Esta resulta siendo la tercera etapa del
esquema, pues cuando la comunidad ya no puede funcionar de manera productiva y
finalmente colapsa sobreviene la crisis. En el ejemplo del judoca, pues, la
crisis sobrevendría cuando el oponente, embalado en el ímpetu de su embestida,
finalmente se estrella contra el piso impulsado por su propio peso. La crisis
entonces es el momento más bajo del conflicto social, en el sentido no de la
resolución de las diferencias sino precisamente por lo contrario, la grieta se
ha ensanchado tanto que solo existen dos orillas que se miran con recelo y no
se tocan, mientras en el medio la nada —la anomia— impera. Ante ese panorama,
las únicas salidas parecieran ser la guerra civil impulsada desde dentro por
una “izquierda radical” o la resolución del problema “por arriba”, a través de
la invasión directa del territorio por parte de la potencia subversiva, que
había venido frotándose las manos con fruición por años, a la espera de ver a
su enemigo de rodillas y en total indefensión.
Lo trágico del asunto es que, hastiada e
incluso diezmada por las luchas intestinas, en ocasión de la crisis la
comunidad va a pedir a gritos por la venida del salvador mesiánico, ese que
dará pie a la etapa de normalización, la última del esquema, durante la que
tiene lugar la subversión en sí propia, esto es, la cristalización del proceso
que se ha venido gestando a lo largo de por lo menos unos veinte o veinticinco
años. Al final del proceso, la nación que era libre pasa a ser dependiente y
todo ello sin que la metrópoli subversiva haya tenido por qué detonar una sola
bomba, acaso sin siquiera revelar su faz como potencia hegemónica, tal es la
forma más perfecta de la hegemonía.
Pensemos en una potencia nacional —o por
qué no, supranacional— que tenga intenciones de subvertir a las naciones para
que estas se sometan “libremente”. Podríamos afirmar con toda certeza que es el
sueño de la élite global y posiblemente podríamos aventurarnos a realizar
afirmaciones arriesgadas como que precisamente las naciones dependientes,
incluida la nación argentina, están siendo parte de un proceso de subversión
que se propone instalar al globalismo como ideología hegemónica para que los
pueblos entreguen su soberanía, su independencia y su identidad cultural de manera
“voluntaria”. Se trata, claramente, de un suicidio inducido, cuya preparación
tarda en cocerse aunque el botín resulta demasiado apetecible como para no
tener paciencia. Uno de los rasgos más salientes del poder es su capacidad para
esperar, sobre todo si a cambio de la espera el premio se habrá acrecentado.

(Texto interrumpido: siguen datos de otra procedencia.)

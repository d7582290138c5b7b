//! 优先级分类
//!
//! 根据症状优先级表推断患者的优先级分层

use flow_core::utils::normalize_tag;
use flow_core::{Department, FlowError, Priority, Result};
use serde::{Deserialize, Serialize};
use std::collections::{BTreeMap, HashMap};

/// 单个症状在各优先级上的权重
#[derive(Debug, Clone, Copy, Default, PartialEq, Serialize, Deserialize)]
#[serde(default)]
pub struct TierWeights {
    pub low: f64,
    pub medium: f64,
    pub high: f64,
    pub critical: f64,
}

impl TierWeights {
    pub fn weight(&self, priority: Priority) -> f64 {
        match priority {
            Priority::Low => self.low,
            Priority::Medium => self.medium,
            Priority::High => self.high,
            Priority::Critical => self.critical,
        }
    }

    fn add(&mut self, other: &TierWeights) {
        self.low += other.low;
        self.medium += other.medium;
        self.high += other.high;
        self.critical += other.critical;
    }
}

/// 带版本号的症状优先级表
#[derive(Debug, Clone, PartialEq, Serialize, Deserialize)]
#[serde(default)]
pub struct SymptomPriorityTable {
    pub version: String,
    pub entries: BTreeMap<String, TierWeights>,
    pub department_defaults: HashMap<Department, Priority>,
    pub fallback: Priority,
}

impl SymptomPriorityTable {
    pub fn validate(&self) -> Result<()> {
        if self.version.trim().is_empty() {
            return Err(FlowError::Config("症状优先级表缺少版本号".to_string()));
        }
        for (tag, weights) in &self.entries {
            if normalize_tag(tag) != *tag {
                return Err(FlowError::Config(format!("症状标签未规范化: {:?}", tag)));
            }
            let valid = Priority::BY_URGENCY
                .iter()
                .all(|p| weights.weight(*p).is_finite() && weights.weight(*p) >= 0.0);
            if !valid {
                return Err(FlowError::Config(format!("症状 {} 的权重无效", tag)));
            }
        }
        Ok(())
    }

    /// 科室默认优先级
    pub fn department_default(&self, department: Department) -> Priority {
        self.department_defaults
            .get(&department)
            .copied()
            .unwrap_or(self.fallback)
    }
}

impl Default for SymptomPriorityTable {
    fn default() -> Self {
        let w = |low: f64, medium: f64, high: f64, critical: f64| TierWeights {
            low,
            medium,
            high,
            critical,
        };

        let entries = [
            ("chest pain", w(0.0, 0.0, 0.4, 0.6)),
            ("shortness of breath", w(0.0, 0.0, 0.5, 0.5)),
            ("difficulty breathing", w(0.0, 0.0, 0.4, 0.6)),
            ("unconscious", w(0.0, 0.0, 0.0, 1.0)),
            ("severe bleeding", w(0.0, 0.0, 0.2, 0.8)),
            ("stroke symptoms", w(0.0, 0.0, 0.1, 0.9)),
            ("fracture", w(0.0, 0.3, 0.7, 0.0)),
            ("high fever", w(0.0, 0.5, 0.5, 0.0)),
            ("abdominal pain", w(0.0, 0.6, 0.4, 0.0)),
            ("headache", w(0.5, 0.5, 0.0, 0.0)),
            ("fever", w(0.3, 0.7, 0.0, 0.0)),
            ("cough", w(0.7, 0.3, 0.0, 0.0)),
            ("sprain", w(0.6, 0.4, 0.0, 0.0)),
            ("rash", w(0.8, 0.2, 0.0, 0.0)),
            ("follow-up", w(1.0, 0.0, 0.0, 0.0)),
        ]
        .into_iter()
        .map(|(tag, weights)| (tag.to_string(), weights))
        .collect();

        let mut department_defaults = HashMap::new();
        department_defaults.insert(Department::Emergency, Priority::High);

        Self {
            version: "2024.1".to_string(),
            entries,
            department_defaults,
            fallback: Priority::Medium,
        }
    }
}

/// 分类结果来源
#[derive(Debug, Clone, Copy, PartialEq, Eq, Serialize, Deserialize)]
#[serde(rename_all = "snake_case")]
pub enum ClassificationSource {
    Override,
    SymptomTable,
    DepartmentDefault,
}

/// 分类结果
#[derive(Debug, Clone, PartialEq, Serialize, Deserialize)]
pub struct Classification {
    pub priority: Priority,
    pub score: u32,
    pub source: ClassificationSource,
    pub matched_tags: Vec<String>,
    pub table_version: String,
}

/// 优先级分类器
#[derive(Debug, Clone)]
pub struct PriorityClassifier {
    table: SymptomPriorityTable,
}

impl PriorityClassifier {
    pub fn new(table: SymptomPriorityTable) -> Self {
        Self { table }
    }

    pub fn table(&self) -> &SymptomPriorityTable {
        &self.table
    }

    /// 推断优先级
    ///
    /// 显式指定的优先级直接生效；否则累加各匹配症状的权重，取权重最高的分层，
    /// 权重相同时取更紧急的分层；没有任何匹配时使用科室默认值。
    pub fn classify(
        &self,
        department: Department,
        symptoms: &[String],
        priority_override: Option<Priority>,
    ) -> Classification {
        if let Some(priority) = priority_override {
            return self.result(priority, ClassificationSource::Override, Vec::new());
        }

        let mut total = TierWeights::default();
        let mut matched_tags = Vec::new();

        for symptom in symptoms {
            let symptom = normalize_tag(symptom);
            if symptom.is_empty() {
                continue;
            }
            for (tag, weights) in &self.table.entries {
                if phrase_matches(&symptom, tag) {
                    total.add(weights);
                    if !matched_tags.contains(tag) {
                        matched_tags.push(tag.clone());
                    }
                }
            }
        }

        let has_weight = Priority::BY_URGENCY.iter().any(|p| total.weight(*p) > 0.0);
        if !has_weight {
            let priority = self.table.department_default(department);
            tracing::debug!(
                "No symptom matched for {} patient, falling back to {:?}",
                department,
                priority
            );
            return self.result(priority, ClassificationSource::DepartmentDefault, matched_tags);
        }

        // BY_URGENCY 从最紧急开始，只有严格更大才替换，平局保留更紧急的分层
        let mut best = Priority::Critical;
        for priority in Priority::BY_URGENCY {
            if total.weight(priority) > total.weight(best) {
                best = priority;
            }
        }

        self.result(best, ClassificationSource::SymptomTable, matched_tags)
    }

    fn result(
        &self,
        priority: Priority,
        source: ClassificationSource,
        matched_tags: Vec<String>,
    ) -> Classification {
        Classification {
            priority,
            score: priority.score(),
            source,
            matched_tags,
            table_version: self.table.version.clone(),
        }
    }
}

impl Default for PriorityClassifier {
    fn default() -> Self {
        Self::new(SymptomPriorityTable::default())
    }
}

/// 症状文本是否以完整短语的形式包含表中的标签
fn phrase_matches(symptom: &str, tag: &str) -> bool {
    symptom == tag || format!(" {} ", symptom).contains(&format!(" {} ", tag))
}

Pero no todo está perdido, aún el viejo Bezmenov
advertía que la subversión se puede revertir, aunque al igual que en las
enfermedades cancerosas, la detección temprana garantiza una cura. Cuanto antes
una población tome nota de estar siendo víctima de la ingeniería social y obre
activamente para extirpar los elementos contaminantes, más reversible será el
proceso. Pero la tarea es ardua y es activa, una sociedad agrietada cuyas
esferas de poder se encuentren cooptadas por la infiltración subversiva
difícilmente logre salir del atolladero si no se planta en defensa de sus
principios. Pero, ¿cuáles principios? Bezmenov hablaba de una religión fuerte
como único medio para revertir el proceso, podemos pensar en una cultura, una
doctrina fuerte, un elemento aglutinante de la sociedad que oficie de barrera
de contención para las ideologías foráneas. En la etapa de desmoralización la
reversión es tan sencilla como recostarse en los valores supremos de la
cultura, la familia y la tradición religiosa de la comunidad. El Estado debe
mediar las relaciones entre los individuos pero también los vínculos
económicos, las relaciones laborales y la codicia de las empresas. En la etapa
de desestabilización, la sociedad civil pero también el Estado deben
identificar a los agentes de la subversión y expulsarlos de la nación, aún a
costo de restringir algunas libertades individuales. Resulta fundamental que
las minorías desestabilizadoras no obtengan poder político, revertir la
desestabilización implica el rol activo de líderes positivos de la comunidad
que adviertan acerca de la importancia de arribar a acuerdos sociales y
promover el autocontrol.
Pero, una vez más, la etapa más fácil de
retroceder es la primera, evitar la desmoralización es tan simple como
restringir la importación de propaganda. ¿Significa esto promover un
nacionalismo de campanario? No, simplemente significa que cada individuo pueda
interiorizar los valores supremos de una fe aglutinante de manera tal de no
resultar permeable, de no constituir una masa en disponibilidad para ser
cooptada por la ideología foránea. Es preciso entonces, para que la subversión
no cuaje, devolver a un pueblo la fe, una fe que amalgame a la sociedad, la
gobierne y la preserve de la penetración. Resulta imperioso brindar a los
pueblos un elemento inmaterial que movilice su espíritu y los ayude a
sobrevivir a los tiempos de dificultades. En la década de 1970 treinta mil
argentinos murieron perseguidos por su condición de “subversivos”, aunque será
materia de debate quiénes eran los subversivos en ese contexto. Lo innegable es
que a pesar de la persecución, la injusticia, la ignominia y el terror, los
detenidos-desaparecidos morían en la dignidad de la lucha, embanderados detrás
de una causa superior a ellos mismos. Para evitar el proceso de subversión, nos
explicaba Bezmenov, hace falta la fe, no es necesario disparar una sola bala.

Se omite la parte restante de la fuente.